* Supplied material:
# # # # # # #

async fn process_body(
    state: Arc<AppState>,
    slug: Option<String>,
    signature: Option<String>,
    body: Bytes,
) -> AppResult<()> {
    let envelope: WebhookEnvelope = match serde_json::from_slice(&body) {
        Ok(env) => env,
        Err(e) => {
            warn!("undecodable webhook body: {}", e);
            return Ok(());
        }
    };

    let metadata_phone_id = envelope
        .entry
        .first()
        .and_then(|e| e.changes.first())
        .map(|c| c.value.metadata.phone_number_id.clone());

    let Some(org) = resolve_org(&state, slug.as_deref(), metadata_phone_id.as_deref()) else {
        debug!(
            "webhook dropped: no active tenant for phone_number_id {:?}",
            metadata_phone_id
        );
        return Ok(());
    };

    if !org.subscription().is_active() {
        info!("webhook dropped: tenant {} subscription inactive", org.id);
        return Ok(());
    }

    if !state.config.dev_mode && !signature_matches(&body, signature.as_deref(), &org.access_token)
    {
        warn!("webhook signature rejected for tenant {}", org.id);
        return Ok(());
    }

    for entry in &envelope.entry {
        for change in &entry.changes {
            if change.field != "messages" {
                continue;
            }
            process_change(&state, &org, &change.value).await;
        }
    }
    Ok(())
}

async fn process_change(state: &Arc<AppState>, org: &Organization, value: &ChangeValue) {
    for message in &value.messages {
        if same_phone(&message.from, &org.display_phone_number) {
            debug!("self-message dropped for tenant {} (loop prevention)", org.id);
            continue;
        }
        if let Err(e) = handle_incoming(state, org, value, message).await {
            error!(
                "inbound handling failed tenant={} wamid={}: {}",
                org.id, message.id, e
            );
        }
    }
    for status in &value.statuses {
        if let Err(e) = handle_status(state, org, status).await {
            error!(
                "status handling failed tenant={} wamid={}: {}",
                org.id, status.id, e
            );
        }
    }
}

async fn handle_incoming(
    state: &Arc<AppState>,
    org: &Organization,
    value: &ChangeValue,
    message: &IncomingMessage,
) -> AppResult<()> {
    let profile_name = value
        .contacts
        .iter()
        .find(|c| c.wa_id == message.from)
        .map(|c| c.profile.name.as_str());

    // Media URLs are short-lived at the provider; resolve before persisting
    // so the inbox record is immediately renderable.
    let mut media_url = None;
    let mut media_mime = None;
    let mut media_size = None;
    if let Some(media) = message.media() {
        let client = CloudApiClient::for_org(state.http.clone(), &state.config, org);
        match client.media_info(&media.id).await {
            Ok(info) => {
                media_url = Some(info.url);
                media_mime = info.mime_type.or_else(|| media.mime_type.clone());
                media_size = info.file_size;
            }
            Err(e) => {
                warn!("media lookup failed for {}: {}", media.id, e);
                media_mime = media.mime_type.clone();
            }
        }
    }

    let mut conn = state.conn.get()?;

    let contact = inbox::upsert_contact(&mut conn, org.id, &message.from, &message.from, profile_name)?;
    let (conversation, created) = inbox::open_conversation(&mut conn, org.id, contact.id)?;

    let mut chatbot_enabled = true;
    if conversation.broadcast_id.is_none() {
        if let Some((broadcast_id, enabled)) =
            inbox::recent_broadcast_for_phone(&mut conn, org.id, &message.from)?
        {
            inbox::attribute_conversation(&mut conn, conversation.id, broadcast_id, true)?;
            chatbot_enabled = enabled;
        }
    } else if let Some(broadcast_id) = conversation.broadcast_id {
        chatbot_enabled = broadcast::chatbot_enabled(&mut conn, broadcast_id)?;
    }

    let body_text = message.display_text();
    let record = NewMessage {
        id: Uuid::new_v4(),
        org_id: org.id,
        conversation_id: conversation.id,
        direction: "in".to_string(),
        kind: message.kind().as_str().to_string(),
        body: body_text.clone(),
        caption: message.media().and_then(|m| m.caption.clone()),
        media_url,
        media_id: message.media().map(|m| m.id.clone()),
        media_mime,
        media_size,
        file_name: message.media().and_then(|m| m.filename.clone()),
        status: MessageStatus::Delivered.as_str().to_string(),
        provider_message_id: Some(message.id.clone()),
        created_at: Utc::now(),
    };

    let Some(stored) = inbox::insert_message_idempotent(&mut conn, &record)? else {
        // Redelivery of an envelope already fanned out.
        return Ok(());
    };

    inbox::touch_conversation_incoming(&mut conn, conversation.id, &body_text)?;
    drop(conn);

    if created {
        state
            .realtime
            .emit_org(
                org.id,
                events::NEW_CONVERSATION,
                json!({ "conversation": conversation, "contact": contact }),
            )
            .await;
    }
    let message_json = serde_json::to_value(&stored).unwrap_or_default();
    state
        .realtime
        .emit_org(org.id, events::NEW_MESSAGE, message_json.clone())
        .await;
    state
        .realtime
        .emit(&conv_room(conversation.id), events::NEW_MESSAGE, message_json)
        .await;

    forward_external(state, org, "message", &stored, Some(&contact)).await;

    if chatbot_enabled {
        let engine = FlowEngine::new(Arc::clone(state));
        if let Err(e) = engine
            .handle_inbound(org, &contact, &conversation, message, &stored)
            .await
        {
            error!(
                "interpreter failed tenant={} contact={}: {}",
                org.id, contact.id, e
            );
        }
    }

    Ok(())
}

# # # # # # #

* Your task: Transcribe word for word the lines from the one holding "let engine = FlowEngine::new(Arc::clone(state));" to the last line of the listing above, inclusive.

* The answer:
        let engine = FlowEngine::new(Arc::clone(state));
        if let Err(e) = engine
            .handle_inbound(org, &contact, &conversation, message, &stored)
            .await
        {
            error!(
                "interpreter failed tenant={} contact={}: {}",
                org.id, contact.id, e
            );
        }
    }

    Ok(())
}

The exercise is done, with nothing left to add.